■ **WHAT YOU WILL DO**: Read through the listing below and copy each line in which the word "ContainsNode" occurs.

- - - - -

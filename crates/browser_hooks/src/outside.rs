use std::{borrow::Cow, rc::Rc};

use browser_hooks_core::{
    ContainsNode, DocumentEvents, OutsideClickConfig, OutsideInteraction, DEFAULT_OUTSIDE_EVENT,
};
use browser_hooks_web::DomNode;
use leptos::{
    create_effect, html::ElementDescriptor, logging, on_cleanup, MaybeSignal, NodeRef,
    SignalGet, SignalGetUntracked,
};

use crate::platform::mounted_element;

#[derive(Debug, Clone)]
/// Options for [`use_outside_click`].
pub struct OutsideClickOptions {
    /// Document event to observe.
    pub event_type: Cow<'static, str>,
    /// Attaches the listener while `true`; a reactive value re-attaches and detaches live.
    pub enabled: MaybeSignal<bool>,
}

impl Default for OutsideClickOptions {
    fn default() -> Self {
        Self {
            event_type: Cow::Borrowed(DEFAULT_OUTSIDE_EVENT),
            enabled: MaybeSignal::Static(true),
        }
    }
}

/// Calls `on_outside` for every document event that starts outside the element bound to
/// `target`.
///
/// The listener runs in the capture phase and is removed when the owning scope is cleaned up.
/// Nothing fires while `target` is unmounted.
pub fn use_outside_click<El>(
    target: NodeRef<El>,
    on_outside: impl Fn() + 'static,
    options: OutsideClickOptions,
) where
    El: ElementDescriptor + Clone + 'static,
{
    let events: Rc<dyn DocumentEvents<DomNode>> = Rc::new(browser_hooks_web::document_events());
    let resolve_target = move || {
        mounted_element(target).map(|element| {
            let element: &web_sys::Element = &element;
            DomNode::from_element(element)
        })
    };
    outside_click_with(events, resolve_target, on_outside, options);
}

pub(crate) fn outside_click_with<N: ContainsNode + 'static>(
    events: Rc<dyn DocumentEvents<N>>,
    target: impl Fn() -> Option<N> + 'static,
    on_outside: impl Fn() + 'static,
    options: OutsideClickOptions,
) {
    let config = OutsideClickConfig {
        event_type: options.event_type,
        enabled: options.enabled.get_untracked(),
    };
    let detector = match OutsideInteraction::new(events, target, on_outside, config) {
        Ok(detector) => detector,
        Err(err) => {
            logging::warn!("use_outside_click: listener registration failed: {err}");
            return;
        }
    };

    if let MaybeSignal::Dynamic(enabled) = options.enabled {
        let toggled = detector.clone();
        create_effect(move |_| {
            if let Err(err) = toggled.set_enabled(enabled.get()) {
                logging::warn!("use_outside_click: listener registration failed: {err}");
            }
        });
    }

    on_cleanup(move || detector.dispose());
}

#[cfg(test)]
mod tests {
    use std::cell::Cell;

    use browser_hooks_core::MemoryDocument;
    use leptos::{create_rw_signal, SignalSet};
    use pretty_assertions::assert_eq;

    use super::*;
    use crate::platform::testing::mount_while;

    /// Flat node: each region only contains itself.
    #[derive(Debug, Clone, Copy, PartialEq, Eq)]
    struct Region(u8);

    impl ContainsNode for Region {
        fn contains_node(&self, other: &Self) -> bool {
            self == other
        }
    }

    const DIALOG: Region = Region(1);
    const BACKDROP: Region = Region(2);

    fn counter() -> (Rc<Cell<u32>>, impl Fn() + Clone + 'static) {
        let hits = Rc::new(Cell::new(0_u32));
        let sink = hits.clone();
        (hits, move || sink.set(sink.get() + 1))
    }

    #[test]
    fn enabled_signal_attaches_and_detaches_one_listener() {
        let runtime = leptos::create_runtime();
        let document = MemoryDocument::<Region>::default();
        let enabled = create_rw_signal(false);
        let (hits, on_outside) = counter();
        outside_click_with(
            Rc::new(document.clone()),
            || Some(DIALOG),
            on_outside,
            OutsideClickOptions {
                enabled: MaybeSignal::Dynamic(enabled.into()),
                ..OutsideClickOptions::default()
            },
        );
        assert_eq!(document.listener_count(DEFAULT_OUTSIDE_EVENT), 0);

        enabled.set(true);
        enabled.set(true);
        assert_eq!(document.listener_count(DEFAULT_OUTSIDE_EVENT), 1);
        assert!(document.all_capture(DEFAULT_OUTSIDE_EVENT));
        document.dispatch(DEFAULT_OUTSIDE_EVENT, Some(BACKDROP));
        document.dispatch(DEFAULT_OUTSIDE_EVENT, Some(DIALOG));
        assert_eq!(hits.get(), 1);

        enabled.set(false);
        assert_eq!(document.listener_count(DEFAULT_OUTSIDE_EVENT), 0);
        assert_eq!(document.removals(), 1);
        document.dispatch(DEFAULT_OUTSIDE_EVENT, Some(BACKDROP));
        assert_eq!(hits.get(), 1);
        runtime.dispose();
    }

    #[test]
    fn unmount_removes_the_document_listener() {
        let runtime = leptos::create_runtime();
        let document = MemoryDocument::<Region>::default();
        let mounted = create_rw_signal(true);
        let (hits, on_outside) = counter();
        let events = document.clone();
        mount_while(mounted, move || {
            outside_click_with(
                Rc::new(events.clone()),
                || Some(DIALOG),
                on_outside.clone(),
                OutsideClickOptions {
                    event_type: Cow::Borrowed("click"),
                    ..OutsideClickOptions::default()
                },
            )
        });
        assert_eq!(document.listener_count("click"), 1);

        mounted.set(false);
        assert_eq!(document.removals(), 1);
        document.dispatch("click", Some(BACKDROP));
        assert_eq!(hits.get(), 0);
        runtime.dispose();
    }

    #[test]
    fn unmounted_target_ignores_every_event() {
        let runtime = leptos::create_runtime();
        let document = MemoryDocument::<Region>::default();
        let (hits, on_outside) = counter();
        outside_click_with(
            Rc::new(document.clone()),
            || None,
            on_outside,
            OutsideClickOptions::default(),
        );

        document.dispatch(DEFAULT_OUTSIDE_EVENT, Some(BACKDROP));
        assert_eq!(hits.get(), 0);
        runtime.dispose();
    }
}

- - - - -

■ **SOLUTION**:
    ContainsNode, DocumentEvents, OutsideClickConfig, OutsideInteraction, DEFAULT_OUTSIDE_EVENT,
pub(crate) fn outside_click_with<N: ContainsNode + 'static>(
    impl ContainsNode for Region {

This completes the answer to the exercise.